In these poems, the reader finds Whitman varying in theme and tone. The reader almost does not recognize Whitman in “Excelsior:” he takes on a boastful voice and the tone is perhaps the book’s most vibrant and celebratory since the opening poems of “Drum-Taps.” This celebration is countered with meditation and calm reflection on life. Whitman is truly showing the reader both the day and the night in these poems. Each is quite different from the other.
The poems in “Songs of Parting,” while taken from various points in Whitman’s career, are organized in order to highlight the theme of closure and farewell. “So Long!” is the most well known of these closing poems. In this, Whitman gives a summation of his work – “I have sung the body and the soul, war and peace have I sung, and the songs of life and death.” While he has traversed many themes and literary landscapes throughout the work, this line is his attempt to capture an essence of the book.
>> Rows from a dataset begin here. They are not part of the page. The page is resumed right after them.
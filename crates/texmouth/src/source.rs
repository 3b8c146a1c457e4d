//! Character sources: positions, the character reader, and file system hooks.

use std::collections::HashMap;
use std::collections::VecDeque;
use std::path::Path;
use std::path::PathBuf;
use std::rc::Rc;

/// A position in a source.
///
/// Positions are attached to every token the eyes emit and travel with the
/// token through expansion, so errors can always point at source code.
#[derive(Debug, Clone, Copy, PartialEq, Eq)]
pub struct Position {
    /// Index of the source this position refers to. The root source is 0;
    /// each `\input` file gets the next index.
    pub source: u16,
    /// Character offset from the start of the source.
    pub offset: u32,
    /// 1-based line number.
    pub line: u32,
    /// 1-based column number.
    pub column: u32,
}

impl Position {
    /// The starting position of the source with the provided index.
    pub fn start_of(source: u16) -> Position {
        Position {
            source,
            offset: 0,
            line: 1,
            column: 1,
        }
    }

    /// Return the position after reading the provided character.
    ///
    /// A newline bumps the line number and resets the column; every other
    /// character bumps the column.
    pub fn advance(self, c: char) -> Position {
        if c == '\n' {
            Position {
                source: self.source,
                offset: self.offset + 1,
                line: self.line + 1,
                column: 1,
            }
        } else {
            Position {
                source: self.source,
                offset: self.offset + 1,
                line: self.line,
                column: self.column + 1,
            }
        }
    }
}

impl Default for Position {
    fn default() -> Self {
        Position::start_of(0)
    }
}

impl std::fmt::Display for Position {
    fn fmt(&self, f: &mut std::fmt::Formatter<'_>) -> std::fmt::Result {
        write!(f, "{}:{}", self.line, self.column)
    }
}

/// A lazy, position-aware reader over the characters of one source.
///
/// The reader maintains a small lookahead buffer of `(char, Position)` pairs
/// so that consumers (the eyes, mostly) can peek several characters ahead and
/// push replacement characters to the front, which is how the `^^`
/// preprocessor is implemented.
pub struct Reader {
    name: Rc<str>,
    chars: std::vec::IntoIter<char>,
    next_pos: Position,
    lookahead: VecDeque<(char, Position)>,
}

impl Reader {
    /// Create a new reader over the provided source code.
    pub fn new(name: &str, source_code: String, source_index: u16) -> Reader {
        Reader {
            name: name.into(),
            chars: source_code.chars().collect::<Vec<char>>().into_iter(),
            next_pos: Position::start_of(source_index),
            lookahead: VecDeque::new(),
        }
    }

    /// Name of the source, typically a file path.
    pub fn name(&self) -> &str {
        &self.name
    }

    /// Peek at the character `n` positions ahead (0 is the next character).
    pub fn peek(&mut self, n: usize) -> Option<(char, Position)> {
        while self.lookahead.len() <= n {
            let c = self.chars.next()?;
            let pos = self.next_pos;
            self.next_pos = pos.advance(c);
            self.lookahead.push_back((c, pos));
        }
        self.lookahead.get(n).copied()
    }

    /// Consume and return the next character.
    pub fn next(&mut self) -> Option<(char, Position)> {
        self.peek(0)?;
        self.lookahead.pop_front()
    }

    /// Push a replacement character to the front of the reader.
    ///
    /// Used by the `^^` preprocessor: the replacement is re-examined as if it
    /// had appeared in the source at the provided position.
    pub fn push_front(&mut self, c: char, pos: Position) {
        self.lookahead.push_front((c, pos));
    }

    /// The position the next character will carry, without consuming it.
    pub fn position(&mut self) -> Position {
        match self.peek(0) {
            Some((_, pos)) => pos,
            None => self.next_pos,
        }
    }
}

/// File system operations the mouth needs to perform for `\input`.
///
/// These operations are extracted to a trait so that they can be mocked out
/// in unit testing.
pub trait FileSystem {
    /// Read the entire contents of a file into a string.
    fn read_to_string(&self, path: &Path) -> std::io::Result<String>;
}

/// File system implementation backed by [std::fs].
pub struct RealFileSystem;

impl FileSystem for RealFileSystem {
    fn read_to_string(&self, path: &Path) -> std::io::Result<String> {
        std::fs::read_to_string(path)
    }
}

/// In-memory file system for testing `\input`.
#[derive(Default)]
pub struct InMemoryFileSystem {
    files: HashMap<PathBuf, String>,
}

impl InMemoryFileSystem {
    /// Add a file to the file system.
    pub fn add_file<P: Into<PathBuf>, C: Into<String>>(&mut self, path: P, content: C) {
        self.files.insert(path.into(), content.into());
    }
}

impl FileSystem for InMemoryFileSystem {
    fn read_to_string(&self, path: &Path) -> std::io::Result<String> {
        match self.files.get(path) {
            Some(content) => Ok(content.clone()),
            None => Err(std::io::Error::new(
                std::io::ErrorKind::NotFound,
                format!("file {} does not exist", path.display()),
            )),
        }
    }
}

#[cfg(test)]
mod tests {
    use super::*;

    #[test]
    fn advance_tracks_lines_and_columns() {
        let mut pos = Position::start_of(0);
        for c in "ab\nc".chars() {
            pos = pos.advance(c);
        }
        assert_eq!(
            pos,
            Position {
                source: 0,
                offset: 4,
                line: 2,
                column: 2
            }
        );
    }

    #[test]
    fn reader_peek_and_next() {
        let mut reader = Reader::new("test.tex", "ab".into(), 0);
        assert_eq!(reader.peek(1).map(|p| p.0), Some('b'));
        assert_eq!(reader.peek(2), None);
        let (c, pos) = reader.next().unwrap();
        assert_eq!(c, 'a');
        assert_eq!((pos.line, pos.column), (1, 1));
        let (c, pos) = reader.next().unwrap();
        assert_eq!(c, 'b');
        assert_eq!((pos.line, pos.column), (1, 2));
        assert_eq!(reader.next(), None);
    }

    #[test]
    fn reader_push_front() {
        let mut reader = Reader::new("test.tex", "b".into(), 0);
        let pos = reader.position();
        reader.push_front('a', pos);
        assert_eq!(reader.next().map(|p| p.0), Some('a'));
        assert_eq!(reader.next().map(|p| p.0), Some('b'));
    }
}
This final poem is also a reminder of the promise that Whitman sees in the American democratic experiment. By the end of Leaves of Grass, it is undoubtedly true that this promise has been fought for and hard won. What stands out most of all here is Whitman’s continued belief in the perfectibility of the United States. Though he has gone through the most turbulent period in the nation’s history, he remains unwavering in his belief that American democracy, once fulfilled, will be the shining achievement of humanity. It is the culmination of the realization of the individual and the collective population. Each support and sustain the other.
“So Long!” is Whitman’s goodbye, but as he announced in his previous poems, his parting is not forever. Instead, this is a parting goodbye for the time being. Whitman announces himself once again to the personal reader and the closing lines read as if they are a personal note from the author. He implores the reader to not see these poems as simply a book; instead, they are a manifestation of Whitman himself. Whitman wrote in his autobiographical letters that he was less concerned with Leaves of Grass being taken seriously as a literary work than he was with the book becoming a chronicle of a life. It is both his life, the life of his country, and the life of his reader.